“I like to think about what was going on the year the grapes were growing; how the sun was shining; if it rained. I like to think about all the people who tended and picked the grapes.” – Sideways
Those of you who follow us on Facebook know that I love to post photos of the beautiful scenery that is the Windrow Vineyard. I’m a “photoholic”, and can’t resist capturing the gorgeousness that is just outside my kitchen window. But what you don’t often see is the tremendous amount of work that goes into making that vineyard both beautiful and, more importantly, healthy and vibrant. So, let me introduce you to Bella Fortuna – the crew that helps us keep our vineyard healthy and happy and producing amazing fruit.
Owners/Partners Sharon Martin, Frank Jimenez and Stephanie Briggs came to us 2 seasons ago and have become an integral part of our vineyard team. Together, the 3 of them oversee a crew of 10-15 men and women, who work an average of 8 vineyard clients a year, including ours, which requires attention year-round.

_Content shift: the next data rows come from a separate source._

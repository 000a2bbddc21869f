//! CPU drawing surface: an RGBA8 pixel buffer with the handful of primitives
//! the render loop needs — opaque clear, low-alpha fade, blended polyline
//! strokes, and ring markers.

use glam::DVec2;

use crate::color::Srgb;
use crate::error::EngineError;

/// An owned RGBA8 pixel buffer, row-major, alpha always 255.
#[derive(Debug, Clone)]
pub struct Pixmap {
    width: usize,
    height: usize,
    data: Vec<u8>,
}

impl Pixmap {
    /// Creates a black pixmap of the given dimensions.
    ///
    /// Returns `EngineError::InvalidDimensions` if either dimension is zero
    /// or the buffer size overflows.
    pub fn new(width: usize, height: usize) -> Result<Self, EngineError> {
        if width == 0 || height == 0 {
            return Err(EngineError::InvalidDimensions);
        }
        let len = width
            .checked_mul(height)
            .and_then(|n| n.checked_mul(4))
            .ok_or(EngineError::InvalidDimensions)?;
        let mut data = vec![0u8; len];
        for px in data.chunks_exact_mut(4) {
            px[3] = 255;
        }
        Ok(Self {
            width,
            height,
            data,
        })
    }

    /// Surface width in pixels.
    pub fn width(&self) -> usize {
        self.width
    }

    /// Surface height in pixels.
    pub fn height(&self) -> usize {
        self.height
    }

    /// Read-only access to the RGBA8 buffer.
    pub fn data(&self) -> &[u8] {
        &self.data
    }

    /// The RGBA value at `(x, y)`, or `None` outside the surface.
    pub fn pixel(&self, x: usize, y: usize) -> Option<[u8; 4]> {
        if x >= self.width || y >= self.height {
            return None;
        }
        let i = (y * self.width + x) * 4;
        Some([
            self.data[i],
            self.data[i + 1],
            self.data[i + 2],
            self.data[i + 3],
        ])
    }

    /// Replaces the buffer with a black surface of new dimensions.
    pub fn resize(&mut self, width: usize, height: usize) -> Result<(), EngineError> {
        *self = Pixmap::new(width, height)?;
        Ok(())
    }

    /// Opaque fill with `color`.
    pub fn fill(&mut self, color: Srgb) {
        let [r, g, b] = quantize(color);
        for px in self.data.chunks_exact_mut(4) {
            px[0] = r;
            px[1] = g;
            px[2] = b;
            px[3] = 255;
        }
    }

    /// Blends `color` over the whole surface at `alpha`, leaving trails of
    /// previous frames underneath.
    pub fn fade(&mut self, color: Srgb, alpha: f64) {
        let a = alpha.clamp(0.0, 1.0);
        let [r, g, b] = quantize(color);
        for px in self.data.chunks_exact_mut(4) {
            px[0] = blend(px[0], r, a);
            px[1] = blend(px[1], g, a);
            px[2] = blend(px[2], b, a);
        }
    }

    /// Blends a single pixel; out-of-bounds coordinates are ignored.
    pub fn blend_pixel(&mut self, x: i64, y: i64, color: Srgb, alpha: f64) {
        if x < 0 || y < 0 || x as usize >= self.width || y as usize >= self.height {
            return;
        }
        let a = alpha.clamp(0.0, 1.0);
        let [r, g, b] = quantize(color);
        let i = (y as usize * self.width + x as usize) * 4;
        self.data[i] = blend(self.data[i], r, a);
        self.data[i + 1] = blend(self.data[i + 1], g, a);
        self.data[i + 2] = blend(self.data[i + 2], b, a);
    }

    /// Strokes a connected polyline one pixel wide with alpha blending.
    ///
    /// Fewer than two points paint nothing.
    pub fn stroke_polyline(&mut self, points: &[DVec2], color: Srgb, alpha: f64) {
        for pair in points.windows(2) {
            self.line(pair[0], pair[1], color, alpha);
        }
    }

    /// Strokes an unfilled circle by sampling the circumference at roughly
    /// one-pixel arc spacing.
    pub fn stroke_circle(&mut self, center: DVec2, radius: f64, color: Srgb, alpha: f64) {
        if radius <= 0.0 {
            return;
        }
        let steps = (std::f64::consts::TAU * radius).ceil().max(8.0) as usize;
        for i in 0..steps {
            let angle = std::f64::consts::TAU * i as f64 / steps as f64;
            let x = (center.x + radius * angle.cos()).round() as i64;
            let y = (center.y + radius * angle.sin()).round() as i64;
            self.blend_pixel(x, y, color, alpha);
        }
    }

    /// Bresenham line between two points.
    fn line(&mut self, from: DVec2, to: DVec2, color: Srgb, alpha: f64) {
        let mut x0 = from.x.round() as i64;
        let mut y0 = from.y.round() as i64;
        let x1 = to.x.round() as i64;
        let y1 = to.y.round() as i64;

        let dx = (x1 - x0).abs();
        let dy = -(y1 - y0).abs();
        let sx = if x0 < x1 { 1 } else { -1 };
        let sy = if y0 < y1 { 1 } else { -1 };
        let mut err = dx + dy;

        loop {
            self.blend_pixel(x0, y0, color, alpha);
            if x0 == x1 && y0 == y1 {
                break;
            }
            let e2 = 2 * err;
            if e2 >= dy {
                err += dy;
                x0 += sx;
            }
            if e2 <= dx {
                err += dx;
                y0 += sy;
            }
        }
    }
}

/// Quantizes a color to 8-bit channels.
fn quantize(color: Srgb) -> [u8; 3] {
    [
        (color.r.clamp(0.0, 1.0) * 255.0).round() as u8,
        (color.g.clamp(0.0, 1.0) * 255.0).round() as u8,
        (color.b.clamp(0.0, 1.0) * 255.0).round() as u8,
    ]
}

/// Source-over blend of one channel.
fn blend(dst: u8, src: u8, alpha: f64) -> u8 {
    (src as f64 * alpha + dst as f64 * (1.0 - alpha)).round() as u8
}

From pruning in January to gently un-burying the canes from fall, this crew takes special, loving care to see that our vineyard is ready for the growing season each spring. Trellising new vines, mowing between rows and training the new shoots up into the wires all have to happen with rigorous attention, and these folks are meticulous in their care. When the clusters start to form, it’s critical that the canopy be thinned so the sunshine can ripen the new little grapes, and meanwhile there’s more mowing, (until we convince Doug that we need a small flock of sheep). The long, warm summer days soon take over the ripening process, but now Doug and the Bella Fortuna crew must watch the water, sunlight, and soil nutrition, as well as watching for pesky pests and dangerous winds. We are blessed with beautiful summers in the Walla Walla Valley, but that doesn’t mean we can take a break from our job. As harvest time approaches, it’s time for one of the most labor-intensive programs in vineyard management – bird netting. Birds love to eat grapes and we have lots of birds in the Windrow Vineyard. This process takes many days or even weeks, and must be done with patience and an exacting care – one tiny hole can mean major bird damage. Meanwhile, Doug and the Bella Fortuna partners start to plan their harvest; harvest is all by hand here at Windrow and so crews must be arranged, days planned and equipment and bins staged. It’s always amazing to me how quickly it seems over- after all the waiting, watching and planning, a great crew who know their business can work their way through a vineyard in what seems like only a few hours and then – like a snap of the finger – the grapes are sitting there, all warm and sticky in their bins on the crush pad. It’s exhilarating to witness.
After harvest is over we take a deep breath, do a little vineyard clean up – remove sickly vines, identify problem areas and clean and store away harvest equipment. As old man winter comes to take up his momentary residence in the Windrow Vineyard, the next cycle of canes are identified and buried with great care. These vines lay sleepy and dormant, protected from the bitter freeze that could always come, until the first warm breath of spring tells us to start all over again. Thank you, Bella Fortuna, for caring so much about what you do. We couldn’t do it without you.